I hope to use one-class SVM of LIBSVM to train a training samples so as to get a model. Then, I will use the model to predict whether the new test data and the training data is same type or not. In the training process, I have some questions as follows:
- Should the training samples all be positive examples or not?
- Which kernel function can get better result, linear kernel or RBF kernel?
- What is the effect of nu's values to the model?
Should the training samples all be positive examples or not?
Yes, in one class SVM (and any other outlier detection algorithm) you need just one class. If it is positive or negative depends on your naming convention, but it it more probable, that you will seek for positive examples which are underrepresented.

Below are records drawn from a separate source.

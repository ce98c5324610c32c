use crate::atm::AtmCandidate;
use crate::spreads::SpreadCandidate;
use anyhow::Result;
use async_trait::async_trait;
use chrono::{DateTime, Utc};
use serde::{Deserialize, Serialize};
use tracing::warn;

/// Either kind of opportunity the analyzers produce.
#[derive(Debug, Clone, Serialize, Deserialize)]
#[serde(tag = "kind", rename_all = "snake_case")]
pub enum Candidate {
    Spread(SpreadCandidate),
    Atm(AtmCandidate),
}

impl Candidate {
    pub fn symbol(&self) -> &str {
        match self {
            Candidate::Spread(s) => &s.symbol,
            Candidate::Atm(a) => &a.contract.symbol,
        }
    }
}

/// What the external ranking service receives per candidate.
#[derive(Debug, Clone, Serialize)]
pub struct ScoreRequest {
    pub candidate: Candidate,
    pub underlying_price: f64,
    pub context: String,
}

/// What it must answer with.
#[derive(Debug, Clone, Deserialize)]
pub struct ScoreResponse {
    pub score: f64,
    pub confidence: f64,
    pub rationale: String,
    pub model: String,
}

/// External ranking collaborator. Retry, fallback, and ensemble behavior
/// all live behind this boundary, not in the pipeline.
#[async_trait]
pub trait Scorer: Send + Sync {
    async fn score(&self, request: &ScoreRequest) -> Result<ScoreResponse>;
}

/// A candidate with its external verdict attached.
///
/// `failed` marks a scoring-service failure; score and confidence are 0 in
/// that case but the flag is what distinguishes "the service was down" from
/// "the service genuinely rated this 0".
#[derive(Debug, Clone, Serialize, Deserialize)]
pub struct ScoredCandidate {
    pub candidate: Candidate,
    pub score: f64,
    pub confidence: f64,
    pub rationale: String,
    pub model: String,
    pub failed: bool,
    pub scored_at: DateTime<Utc>,
}

/// Score candidates one at a time.
///
/// A failure for one candidate substitutes a flagged placeholder and moves
/// on; the batch never aborts.
pub async fn score_candidates(
    scorer: &dyn Scorer,
    candidates: Vec<Candidate>,
    underlying_price: f64,
    context: &str,
) -> Vec<ScoredCandidate> {
    let mut scored = Vec::with_capacity(candidates.len());

    for candidate in candidates {
        let request = ScoreRequest {
            candidate,
            underlying_price,
            context: context.to_string(),
        };

        let result = scorer.score(&request).await;
        let candidate = request.candidate;

        match result {
            Ok(response) => scored.push(ScoredCandidate {
                candidate,
                score: response.score.clamp(0.0, 100.0),
                confidence: response.confidence.clamp(0.0, 100.0),
                rationale: response.rationale,
                model: response.model,
                failed: false,
                scored_at: Utc::now(),
            }),
            Err(e) => {
                warn!(symbol = candidate.symbol(), error = %e, "scoring failed, recording placeholder");
                scored.push(ScoredCandidate {
                    candidate,
                    score: 0.0,
                    confidence: 0.0,
                    rationale: format!("scoring failed: {}", e),
                    model: String::new(),
                    failed: true,
                    scored_at: Utc::now(),
                });
            }
        }
    }

    scored
}

// -----------------------------------------------
// RANKING SERVICE CLIENT
// -----------------------------------------------

/// Thin client for the hosted ranking service: one POST per candidate,
/// no retry or fallback of its own.
pub struct HttpScorer {
    client: reqwest::Client,
    url: String,
}

impl HttpScorer {
    pub fn new(url: impl Into<String>) -> Result<Self> {
        Ok(Self {
            client: reqwest::Client::builder()
                .timeout(crate::config::HTTP_TIMEOUT)
                .build()?,
            url: url.into(),
        })
    }

    /// Build from ZDTE_SCORER_URL when set; None means scoring is
    /// unconfigured and every candidate gets a failed placeholder.
    pub fn from_env() -> Result<Option<Self>> {
        match std::env::var("ZDTE_SCORER_URL") {
            Ok(url) if !url.trim().is_empty() => Ok(Some(Self::new(url)?)),
            _ => Ok(None),
        }
    }
}

#[async_trait]
impl Scorer for HttpScorer {
    async fn score(&self, request: &ScoreRequest) -> Result<ScoreResponse> {
        let res = self.client.post(&self.url).json(request).send().await?;

        let status = res.status();
        if !status.is_success() {
            anyhow::bail!("ranking service returned {}", status);
        }

        Ok(res.json::<ScoreResponse>().await?)
    }
}

/// Placeholder used when no ranking service is configured.
pub struct UnconfiguredScorer;

#[async_trait]
impl Scorer for UnconfiguredScorer {
    async fn score(&self, _request: &ScoreRequest) -> Result<ScoreResponse> {
        anyhow::bail!("no ranking service configured (set ZDTE_SCORER_URL)")
    }
}

#[cfg(test)]
mod tests {
    use super::*;
    use crate::models::{OptionContract, OptionSide};
    use crate::spreads::SpreadLeg;
    use std::sync::atomic::{AtomicUsize, Ordering};

    fn spread_candidate(symbol: &str) -> Candidate {
        Candidate::Spread(SpreadCandidate {
            symbol: symbol.to_string(),
            side: OptionSide::Call,
            expiration: "2026-08-06".to_string(),
            short_leg: SpreadLeg {
                strike: 650.0,
                bid: 1.20,
                ask: 1.30,
                delta: Some(0.30),
            },
            long_leg: SpreadLeg {
                strike: 655.0,
                bid: 0.50,
                ask: 0.60,
                delta: Some(0.15),
            },
            width: 5.0,
            credit: 0.60,
            max_profit: 60.0,
            max_loss: 440.0,
            break_even: 650.60,
            risk_reward: 60.0 / 440.0,
            probability_of_profit: Some(70.0),
            underlying_price: 645.0,
        })
    }

    fn atm_candidate(symbol: &str) -> Candidate {
        Candidate::Atm(crate::atm::AtmCandidate {
            contract: OptionContract {
                symbol: symbol.to_string(),
                side: OptionSide::Put,
                strike: 644.0,
                expiration: "2026-08-06".to_string(),
                bid: 1.0,
                ask: 1.05,
                last: 1.02,
                mark: 1.02,
                volume: 60,
                open_interest: 100,
                delta: Some(-0.48),
                gamma: None,
                theta: None,
                vega: None,
                implied_volatility: None,
                days_to_expiration: 0,
                in_the_money: false,
            },
            distance: 1.0,
            unusual_volume: true,
            signal: crate::atm::FlowSignal::Bearish,
        })
    }

    /// Fails every other call.
    struct FlakyScorer {
        calls: AtomicUsize,
    }

    #[async_trait]
    impl Scorer for FlakyScorer {
        async fn score(&self, _request: &ScoreRequest) -> Result<ScoreResponse> {
            let n = self.calls.fetch_add(1, Ordering::SeqCst);
            if n % 2 == 0 {
                Ok(ScoreResponse {
                    score: 72.0,
                    confidence: 80.0,
                    rationale: "reasonable credit for the risk".to_string(),
                    model: "rank-v2".to_string(),
                })
            } else {
                anyhow::bail!("upstream 503")
            }
        }
    }

    #[tokio::test]
    async fn test_failure_substitutes_flagged_placeholder() {
        let scorer = FlakyScorer {
            calls: AtomicUsize::new(0),
        };
        let candidates = vec![
            spread_candidate("SPY"),
            atm_candidate("SPY"),
            spread_candidate("QQQ"),
        ];

        let scored = score_candidates(&scorer, candidates, 645.0, "0DTE session").await;
        assert_eq!(scored.len(), 3);

        assert!(!scored[0].failed);
        assert_eq!(scored[0].score, 72.0);
        assert_eq!(scored[0].model, "rank-v2");

        assert!(scored[1].failed);
        assert_eq!(scored[1].score, 0.0);
        assert_eq!(scored[1].confidence, 0.0);

        // the batch continued past the failure
        assert!(!scored[2].failed);
    }

    struct OutOfRangeScorer;

    #[async_trait]
    impl Scorer for OutOfRangeScorer {
        async fn score(&self, _request: &ScoreRequest) -> Result<ScoreResponse> {
            Ok(ScoreResponse {
                score: 140.0,
                confidence: -5.0,
                rationale: String::new(),
                model: "rank-v2".to_string(),
            })
        }
    }

    #[tokio::test]
    async fn test_scores_clamped_to_range() {
        let scored = score_candidates(&OutOfRangeScorer, vec![spread_candidate("SPY")], 645.0, "").await;
        assert_eq!(scored[0].score, 100.0);
        assert_eq!(scored[0].confidence, 0.0);
        assert!(!scored[0].failed);
    }
}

Which kernel function can get better result, linear kernel or RBF kernel?
"There is no free lunch". There is no general answer, the reason behind having many kernels (not just linear and rbf) is that they work well in different applications. It is data dependant decision, so you will have to test at least those two.
What is the effect of nu's values to the model?

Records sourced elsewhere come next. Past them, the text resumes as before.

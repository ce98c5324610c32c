use crate::broker_client::ChainSource;
use crate::config::CollectorConfig;
use crate::detector;
use crate::max_pain;
use crate::models::OptionChain;
use crate::store::{ChainSummary, Store, StoredQuote};
use chrono::{DateTime, Utc};
use serde::Serialize;
use std::sync::atomic::{AtomicU64, Ordering};
use std::sync::Arc;
use tokio::sync::{watch, Mutex, RwLock};
use tracing::{error, info, warn};

/// Snapshot of the collector's process-wide state. Not persisted; a
/// restart comes back stopped.
#[derive(Debug, Clone, Serialize)]
pub struct CollectorStatus {
    pub running: bool,
    pub symbols: Vec<String>,
    pub poll_interval_ms: u64,
    pub naked_threshold: f64,
    pub cycles_completed: u64,
    pub last_cycle_at: Option<DateTime<Utc>>,
}

/// Owns the polling loop: start/stop lifecycle plus the per-cycle
/// fetch -> detect -> persist sequence.
#[derive(Clone)]
pub struct Collector {
    inner: Arc<Inner>,
}

struct Inner {
    source: Arc<dyn ChainSource>,
    store: Arc<dyn Store>,
    config: CollectorConfig,
    // Present while running; sending true cancels the loop
    cancel: Mutex<Option<watch::Sender<bool>>>,
    cycles: AtomicU64,
    last_cycle_at: RwLock<Option<DateTime<Utc>>>,
}

impl Collector {
    pub fn new(source: Arc<dyn ChainSource>, store: Arc<dyn Store>, config: CollectorConfig) -> Self {
        Self {
            inner: Arc::new(Inner {
                source,
                store,
                config,
                cancel: Mutex::new(None),
                cycles: AtomicU64::new(0),
                last_cycle_at: RwLock::new(None),
            }),
        }
    }

    /// Begin collecting: one immediate cycle, then one per interval.
    ///
    /// Idempotent: calling start on a running collector logs and returns.
    pub async fn start(&self) {
        let mut cancel = self.inner.cancel.lock().await;
        if cancel.is_some() {
            info!("collector already running, start ignored");
            return;
        }

        let (tx, mut rx) = watch::channel(false);
        *cancel = Some(tx);

        info!(
            symbols = ?self.inner.config.symbols,
            interval_ms = self.inner.config.poll_interval.as_millis() as u64,
            "collector started"
        );

        let inner = Arc::clone(&self.inner);
        tokio::spawn(async move {
            loop {
                inner.run_cycle().await;

                // Await the delay, but wake early on cancellation. A stop
                // only prevents future cycles; the cycle above always runs
                // to completion.
                tokio::select! {
                    _ = tokio::time::sleep(inner.config.poll_interval) => {}
                    _ = rx.changed() => {}
                }
                if *rx.borrow() {
                    info!("collector loop exiting");
                    break;
                }
            }
        });
    }

    /// Signal the loop to stop re-arming. No-op when already stopped.
    pub async fn stop(&self) {
        let mut cancel = self.inner.cancel.lock().await;
        match cancel.take() {
            Some(tx) => {
                let _ = tx.send(true);
                info!("collector stopped");
            }
            None => {
                info!("collector already stopped, stop ignored");
            }
        }
    }

    pub async fn status(&self) -> CollectorStatus {
        CollectorStatus {
            running: self.inner.cancel.lock().await.is_some(),
            symbols: self.inner.config.symbols.clone(),
            poll_interval_ms: self.inner.config.poll_interval.as_millis() as u64,
            naked_threshold: self.inner.config.naked_threshold,
            cycles_completed: self.inner.cycles.load(Ordering::SeqCst),
            last_cycle_at: *self.inner.last_cycle_at.read().await,
        }
    }

    /// Run exactly one collection cycle outside the timer (one-shot mode).
    pub async fn collect_once(&self) {
        self.inner.run_cycle().await;
    }
}

impl Inner {
    /// One pass over the tracked symbols. Symbols are fetched sequentially,
    /// never concurrently, to stay inside the upstream rate limit.
    async fn run_cycle(&self) {
        for symbol in &self.config.symbols {
            match self.source.fetch(symbol).await {
                Ok(chain) => self.process_chain(&chain).await,
                Err(e) => {
                    // Skip this symbol; the next scheduled cycle retries it
                    warn!(symbol = %symbol, error = %e, "chain fetch failed, skipping symbol");
                }
            }
        }

        self.cycles.fetch_add(1, Ordering::SeqCst);
        *self.last_cycle_at.write().await = Some(Utc::now());
    }

    async fn process_chain(&self, chain: &OptionChain) {
        let mut anomalies = 0usize;

        for contract in &chain.contracts {
            if let Some(event) = detector::check_contract(contract, self.config.naked_threshold) {
                anomalies += 1;
                if let Err(e) = self.store.insert_event(&event).await {
                    error!(symbol = %chain.symbol, strike = contract.strike, error = %e,
                        "failed to persist anomaly event");
                }
            }

            let quote = StoredQuote {
                contract: contract.clone(),
                fetched_at: chain.fetched_at,
            };
            if let Err(e) = self.store.insert_quote(&quote).await {
                error!(symbol = %chain.symbol, strike = contract.strike, error = %e,
                    "failed to persist quote");
            }
        }

        let pain = max_pain::compute(&chain.calls(), &chain.puts());

        let summary = ChainSummary {
            symbol: chain.symbol.clone(),
            underlying_price: chain.underlying_price,
            contract_count: chain.contract_count(),
            max_pain: pain,
            fetched_at: chain.fetched_at,
        };
        if let Err(e) = self.store.insert_summary(&summary).await {
            error!(symbol = %chain.symbol, error = %e, "failed to persist chain summary");
        }

        info!(
            symbol = %chain.symbol,
            contracts = chain.contract_count(),
            anomalies,
            max_pain = ?pain,
            "cycle processed chain"
        );
    }
}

It corresponds to the bounds on fraction of points becoming support vectors, so it limits the model's complexity (smaller the number of SVs, simplier the model and less prone to overfitting, yet prone to underfitting). As in the http://www.cms.livjm.ac.uk/library/archive/Grid%20Computing/NoveltyDetection/sch00support.pdf paper, it directly corresponds to:
- "an upper bound on the fraction of outliers"
- "a lower bound on the fraction of SVs".